• _Your assignment_: In the entries below, which lines run from the one containing "Streaming session interface" to the one containing "use std::sync::Mutex;"? Copy exactly those lines, ends included, and no others.

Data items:
▬▬▬▬▬▬▬▬▬▬
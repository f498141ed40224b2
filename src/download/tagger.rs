//! Metadata and cover-art embedding for finished downloads

use std::path::Path;

use anyhow::{Context, Result};
use lofty::config::WriteOptions;
use lofty::picture::{MimeType, Picture, PictureType};
use lofty::prelude::*;
use lofty::probe::Probe;
use lofty::tag::ItemKey;
use reqwest::Client;
use tracing::debug;

const COVER_DESCRIPTION: &str = "Cover";

/// Write the track's metadata and cover art into the file at `path`
///
/// The cover is fetched over HTTP first (non-2xx is an error); the lofty
/// write runs on the blocking pool. Errors are propagated to the caller,
/// which treats tagging as best-effort.
pub async fn apply_tags(path: &Path, track: &crate::track::Track, http: &Client) -> Result<()> {
    let cover = match &track.cover_url {
        Some(url) => Some(fetch_cover(http, url).await?),
        None => None,
    };

    let path = path.to_path_buf();
    let track = track.clone();
    tokio::task::spawn_blocking(move || write_tags(&path, &track, cover))
        .await
        .context("Tag writing task panicked")?
}

async fn fetch_cover(http: &Client, url: &str) -> Result<Vec<u8>> {
    let response = http
        .get(url)
        .send()
        .await
        .context("Failed to fetch cover art")?
        .error_for_status()
        .context("Cover art request failed")?;

    let bytes = response
        .bytes()
        .await
        .context("Failed to read cover art body")?;
    Ok(bytes.to_vec())
}

fn write_tags(path: &Path, track: &crate::track::Track, cover: Option<Vec<u8>>) -> Result<()> {
    let mut tagged_file = Probe::open(path)
        .context("Failed to open audio file")?
        .read()
        .context("Failed to read audio file tags")?;

    let tag = match tagged_file.primary_tag_mut() {
        Some(tag) => tag,
        None => {
            if let Some(tag) = tagged_file.first_tag_mut() {
                tag
            } else {
                let tag_type = tagged_file.primary_tag_type();
                tagged_file.insert_tag(lofty::tag::Tag::new(tag_type));
                tagged_file
                    .primary_tag_mut()
                    .context("Failed to create tag")?
            }
        }
    };

    tag.set_title(track.title.clone());
    tag.set_artist(track.artist.clone());
    tag.set_album(track.album.clone());
    tag.set_track(track.track_number);
    tag.set_disk(track.disc_number);
    if !track.date.is_empty() {
        tag.insert_text(ItemKey::RecordingDate, track.date.clone());
    }

    if let Some(cover) = cover {
        let picture = Picture::new_unchecked(
            PictureType::CoverFront,
            Some(MimeType::Jpeg),
            Some(COVER_DESCRIPTION.to_string()),
            cover,
        );
        tag.remove_picture_type(PictureType::CoverFront);
        tag.push_picture(picture);
    }

    tagged_file
        .save_to_path(path, WriteOptions::default())
        .context("Failed to save tags")?;

    debug!("Tagged {}", path.display());
    Ok(())
}
//! Filename sanitization utilities

/// Sanitize a path segment for safe filesystem usage
///
/// Replaces each character that is illegal on at least one major filesystem
/// (`< > : " / \ | ? *`) with a hyphen, so the same metadata always maps to
/// the same on-disk name.
pub fn sanitize_filename(name: &str) -> String {
    name.chars()
        .map(|c| match c {
            '<' | '>' | ':' | '"' | '/' | '\\' | '|' | '?' | '*' | '\0' => '-',
            _ => c,
        })
        .collect::<String>()
        .trim()
        .to_string()
}
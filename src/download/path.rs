//! Target path computation for downloaded tracks

use std::path::{Path, PathBuf};

use crate::track::Track;
use crate::utils::sanitize_filename;

/// One sanitized path component; blank metadata falls back to the `"?"`
/// placeholder before sanitization so every component stays non-empty
fn component(raw: &str) -> String {
    let trimmed = raw.trim();
    let base = if trimmed.is_empty() { "?" } else { trimmed };
    sanitize_filename(base)
}

/// Compute `root/artist/album/artist - title.ext` for a track
///
/// Pure function of the root and the track's current metadata; callers must
/// recompute after stream acquisition since the extension can change on
/// quality-tier fallback.
pub fn resolve_path(root: &Path, track: &Track) -> PathBuf {
    let file_name = format!("{}.{}", track.display_name(), track.format.ext());
    root.join(component(track.primary_artist()))
        .join(component(&track.album))
        .join(component(&file_name))
}

#[cfg(test)]
mod tests {
    use super::*;
    use crate::track::AudioFormat;

    fn track() -> Track {
        let mut track = Track::new("4uLU6hMCjMI75M1A2tKUQC");
        track.title = "Never Gonna Give You Up".to_string();
        track.album = "Whenever You Need Somebody".to_string();
        track.set_artist("Rick Astley");
        track
    }

    #[test]
    fn builds_artist_album_file_tree() {
        let path = resolve_path(Path::new("/music"), &track());
        assert_eq!(
            path,
            PathBuf::from(
                "/music/Rick Astley/Whenever You Need Somebody/\
                 Rick Astley - Never Gonna Give You Up.flac"
            )
        );
    }

    #[test]
    fn is_deterministic() {
        let track = track();
        let a = resolve_path(Path::new("/music"), &track);
        let b = resolve_path(Path::new("/music"), &track);
        assert_eq!(a, b);
    }

    #[test]
    fn sanitizes_every_component() {
        let mut track = track();
        track.set_artist("AC/DC");
        track.album = "Back: In Black?".to_string();
        track.title = "What|Is*This".to_string();

        let path = resolve_path(Path::new("/music"), &track);
        let rendered = path.to_string_lossy();
        assert!(rendered.contains("AC-DC"));
        assert!(rendered.contains("Back- In Black-"));
        assert!(rendered.contains("AC-DC - What-Is-This.flac"));
    }

    #[test]
    fn extension_follows_format() {
        let mut track = track();
        assert!(
            resolve_path(Path::new("/music"), &track)
                .to_string_lossy()
                .ends_with(".flac")
        );
        track.format = AudioFormat::Ogg;
        assert!(
            resolve_path(Path::new("/music"), &track)
                .to_string_lossy()
                .ends_with(".ogg")
        );
    }

    #[test]
    fn blank_metadata_gets_placeholder_components() {
        let mut track = Track::new("id");
        track.album = "   ".to_string();
        let path = resolve_path(Path::new("/music"), &track);
        // "?" placeholders sanitize to "-"
        assert_eq!(path, PathBuf::from("/music/-/-/- - -.flac"));
    }
}
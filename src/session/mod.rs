//! Streaming session interface
//!
//! The downloader only ever sees the [`StreamingSession`] trait; the
//! device-emulation backend that actually speaks the streaming protocol
//! lives in [`librespot`].

pub mod librespot;

use async_trait::async_trait;
use thiserror::Error;

use crate::track::AudioFormat;

pub use librespot::LibrespotSession;

/// An opened audio byte stream, exclusively owned by its consumer
pub type ByteStream = Box<dyn std::io::Read + Send>;

/// Audio quality tier requested from the streaming backend
#[derive(Debug, Clone, Copy, PartialEq, Eq)]
pub enum QualityTier {
    /// Lossless (FLAC)
    Lossless,
    /// Compressed (Vorbis, highest bitrate)
    VeryHigh,
}

impl QualityTier {
    /// Container format this tier delivers
    pub fn format(&self) -> AudioFormat {
        match self {
            QualityTier::Lossless => AudioFormat::Flac,
            QualityTier::VeryHigh => AudioFormat::Ogg,
        }
    }
}

/// Failure modes of a stream request
#[derive(Debug, Error)]
pub enum StreamError {
    /// The backend has no asset at the requested quality tier
    #[error("no suitable audio file at the requested quality")]
    ContentUnavailable,
    /// Authorization/timeout-class failure worth retrying
    #[error("transient session failure: {0}")]
    Transient(String),
    /// The session cannot serve requests at all
    #[error("session failure: {0}")]
    Fatal(String),
}

/// Handle to an authorized streaming session
#[async_trait]
pub trait StreamingSession: Send + Sync {
    /// Whether the session is connected and able to serve stream requests
    fn ready(&self) -> bool;

    /// Open the audio byte stream for a track at the given quality tier
    async fn request_stream(
        &self,
        track_id: &str,
        tier: QualityTier,
    ) -> Result<ByteStream, StreamError>;
}

#[cfg(test)]
pub(crate) mod testing {
    use super::*;
    use async_trait::async_trait;
    use std::collections::VecDeque;
    use std::io::Cursor;
    use std::sync::Mutex;

    /// Scripted fake session: answers requests from a fixed response queue
    /// and records which tiers were asked for
    pub struct ScriptedSession {
        responses: Mutex<VecDeque<Result<Vec<u8>, StreamError>>>,
        calls: Mutex<Vec<QualityTier>>,
    }

    impl ScriptedSession {
        pub fn new(responses: Vec<Result<Vec<u8>, StreamError>>) -> Self {
            Self {
                responses: Mutex::new(responses.into()),
                calls: Mutex::new(Vec::new()),
            }
        }

        pub fn calls(&self) -> Vec<QualityTier> {
            self.calls.lock().unwrap().clone()
        }

        pub fn call_count(&self) -> usize {
            self.calls.lock().unwrap().len()
        }
    }

    #[async_trait]
    impl StreamingSession for ScriptedSession {
        fn ready(&self) -> bool {
            true
        }

        async fn request_stream(
            &self,
            _track_id: &str,
            tier: QualityTier,
        ) -> Result<ByteStream, StreamError> {
            self.calls.lock().unwrap().push(tier);
            match self.responses.lock().unwrap().pop_front() {
                Some(Ok(bytes)) => Ok(Box::new(Cursor::new(bytes)) as ByteStream),
                Some(Err(e)) => Err(e),
                None => Err(StreamError::Fatal("response script exhausted".to_string())),
            }
        }
    }
}

#[cfg(test)]
mod tests {
    use super::*;

    #[test]
    fn tier_format_mapping() {
        assert_eq!(QualityTier::Lossless.format(), AudioFormat::Flac);
        assert_eq!(QualityTier::VeryHigh.format(), AudioFormat::Ogg);
    }
}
▬▬▬▬▬▬▬▬▬▬
• _Answer box_:
//! Streaming session interface
//!
//! The downloader only ever sees the [`StreamingSession`] trait; the
//! device-emulation backend that actually speaks the streaming protocol
//! lives in [`librespot`].

pub mod librespot;

use async_trait::async_trait;
use thiserror::Error;

use crate::track::AudioFormat;

pub use librespot::LibrespotSession;

/// An opened audio byte stream, exclusively owned by its consumer
pub type ByteStream = Box<dyn std::io::Read + Send>;

/// Audio quality tier requested from the streaming backend
#[derive(Debug, Clone, Copy, PartialEq, Eq)]
pub enum QualityTier {
    /// Lossless (FLAC)
    Lossless,
    /// Compressed (Vorbis, highest bitrate)
    VeryHigh,
}

impl QualityTier {
    /// Container format this tier delivers
    pub fn format(&self) -> AudioFormat {
        match self {
            QualityTier::Lossless => AudioFormat::Flac,
            QualityTier::VeryHigh => AudioFormat::Ogg,
        }
    }
}

/// Failure modes of a stream request
#[derive(Debug, Error)]
pub enum StreamError {
    /// The backend has no asset at the requested quality tier
    #[error("no suitable audio file at the requested quality")]
    ContentUnavailable,
    /// Authorization/timeout-class failure worth retrying
    #[error("transient session failure: {0}")]
    Transient(String),
    /// The session cannot serve requests at all
    #[error("session failure: {0}")]
    Fatal(String),
}

/// Handle to an authorized streaming session
#[async_trait]
pub trait StreamingSession: Send + Sync {
    /// Whether the session is connected and able to serve stream requests
    fn ready(&self) -> bool;

    /// Open the audio byte stream for a track at the given quality tier
    async fn request_stream(
        &self,
        track_id: &str,
        tier: QualityTier,
    ) -> Result<ByteStream, StreamError>;
}

#[cfg(test)]
pub(crate) mod testing {
    use super::*;
    use async_trait::async_trait;
    use std::collections::VecDeque;
    use std::io::Cursor;
    use std::sync::Mutex;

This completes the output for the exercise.